Increasing the reference counter can always be done with memory_order_relaxed: New references to an object can only be formed from an existing reference, and passing an existing reference from one thread to another must already provide any required synchronization.

It is important to enforce any possible access to the object in one thread (through an existing reference) to happen before deleting the object in a different thread.
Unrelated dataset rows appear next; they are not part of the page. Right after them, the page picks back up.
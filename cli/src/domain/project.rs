//! Project domain type and pure validation functions.
//!
//! This module is intentionally free of I/O, async, and external layer imports.
//! The filesystem probing lives in `application::services::project`.

use std::path::{Path, PathBuf};
use std::sync::LazyLock;

use anyhow::Result;
use regex::Regex;

use crate::domain::error::EnableCiError;

/// Build descriptor a project must carry to be recognized.
pub const BUILD_DESCRIPTOR: &str = "pom.xml";

/// Version-control metadata directory a project must carry.
pub const VCS_DIR: &str = ".git";

/// Platform rule for application and domain names.
pub static RESOURCE_NAME_RE: LazyLock<Regex> = LazyLock::new(|| {
    // Constant pattern.
    #[allow(clippy::expect_used)]
    Regex::new(r"^[a-zA-Z0-9]{1,32}$").expect("valid regex")
});

/// Local project being onboarded. Immutable once loaded.
#[derive(Debug, Clone, PartialEq, Eq)]
pub struct Project {
    path: PathBuf,
    name: String,
}

impl Project {
    /// Build a project from an already validated directory.
    ///
    /// # Errors
    ///
    /// Returns a `Validation` error if the directory has no usable final
    /// component or that component is not a legal application name.
    pub fn new(path: PathBuf) -> Result<Self> {
        let name = project_name(&path)?;
        validate_resource_name(&name)?;
        Ok(Self { path, name })
    }

    #[must_use]
    pub fn path(&self) -> &Path {
        &self.path
    }

    /// Name of the platform application created for this project.
    #[must_use]
    pub fn name(&self) -> &str {
        &self.name
    }
}

fn project_name(path: &Path) -> Result<String> {
    path.file_name()
        .and_then(|n| n.to_str())
        .map(str::to_owned)
        .ok_or_else(|| {
            EnableCiError::Validation(format!(
                "Could not derive a project name from {}",
                path.display()
            ))
            .into()
        })
}

/// Validates an application or domain name against the platform rule.
///
/// # Errors
///
/// Returns a `Validation` error if the name is empty, longer than 32
/// characters, or contains anything other than ASCII letters and digits.
pub fn validate_resource_name(name: &str) -> Result<()> {
    if !RESOURCE_NAME_RE.is_match(name) {
        return Err(EnableCiError::Validation(format!(
            "'{name}' is not a valid OpenShift name: use 1-32 letters or digits"
        ))
        .into());
    }
    Ok(())
}
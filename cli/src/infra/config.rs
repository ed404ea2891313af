//! Infrastructure implementation of the `ConfigStore` port.

use anyhow::{Context, Result};
use std::path::PathBuf;

use crate::application::ports::ConfigStore;
use crate::domain::config::ShiftCiConfig;

/// Environment variable that points at an alternative config file.
pub const CONFIG_ENV: &str = "SHIFTCI_CONFIG";

/// Production implementation of `ConfigStore` that uses a YAML file on disk.
pub struct YamlConfigStore {
    path: Option<PathBuf>,
}

impl YamlConfigStore {
    /// Store resolved from `SHIFTCI_CONFIG` or `~/.shiftci/config.yaml`.
    #[must_use]
    pub fn new() -> Self {
        Self { path: None }
    }

    /// Store reading an explicit file (for testing).
    #[must_use]
    pub fn with_path(path: PathBuf) -> Self {
        Self { path: Some(path) }
    }

    fn path(&self) -> Result<PathBuf> {
        if let Some(path) = &self.path {
            return Ok(path.clone());
        }
        if let Ok(val) = std::env::var(CONFIG_ENV) {
            return Ok(PathBuf::from(val));
        }
        let home =
            dirs::home_dir().ok_or_else(|| anyhow::anyhow!("cannot determine home directory"))?;
        Ok(home.join(".shiftci").join("config.yaml"))
    }
}

impl Default for YamlConfigStore {
    fn default() -> Self {
        Self::new()
    }
}

impl ConfigStore for YamlConfigStore {
    fn load(&self) -> Result<ShiftCiConfig> {
        let path = self.path()?;
        if !path.exists() {
            return Ok(ShiftCiConfig::default());
        }
        let content = std::fs::read_to_string(&path)
            .with_context(|| format!("cannot read {}", path.display()))?;
        if content.trim().is_empty() {
            return Ok(ShiftCiConfig::default());
        }
        serde_yaml::from_str(&content).with_context(|| format!("cannot parse {}", path.display()))
    }
}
This is achieved by a "release" operation after dropping a reference (any access to the object through this reference must obviously happened before), and an "acquire" operation before deleting the object.

It would be possible to use memory_order_acq_rel for the fetch_sub operation, but this results in unneeded "acquire" operations when the reference counter does not yet reach zero and may impose a performance penalty.

From C++ reference on std::memory_order:

memory_order_relaxed: Relaxed operation: there are no synchronization or ordering constraints imposed on other reads or writes, only this operation's atomicity is guaranteed

There is also an example below on that page.

So basically, std::atomic::fetch_add() is still atomic, even when with std::memory_order_relaxed, therefore concurrent refs.fetch_add(1, std::memory_order_relaxed) from 2 different threads will always increment refs by 2. The point of the memory order is how other non-atomic or std::memory_order_relaxed atomic operations can be reordered around the current atomic operation with memory order specified.

As this is rather confusing (at least to me) I'm going to partially address one point:

(...) then it may happen that both threads see the value of refs to be N and both write N+1 back to it (...)

According to @AnthonyWilliams in this answer, the above sentence seems to be wrong as:

The only way to guarantee you have the "latest" value is to use a read-modify-write operation such as exchange(), compare_exchange_strong() or fetch_add(). Read-modify-write operations have an additional constraint that they always operate on the "latest" value, so a sequence of ai.fetch_add(1) operations by a series of threads will return a sequence of values with no duplicates or gaps. In the absence of additional constraints, there's still no guarantee which threads will see which values though.

So, given the authority argument, I'd say it's impossible that both threads see the value going from N to N+1.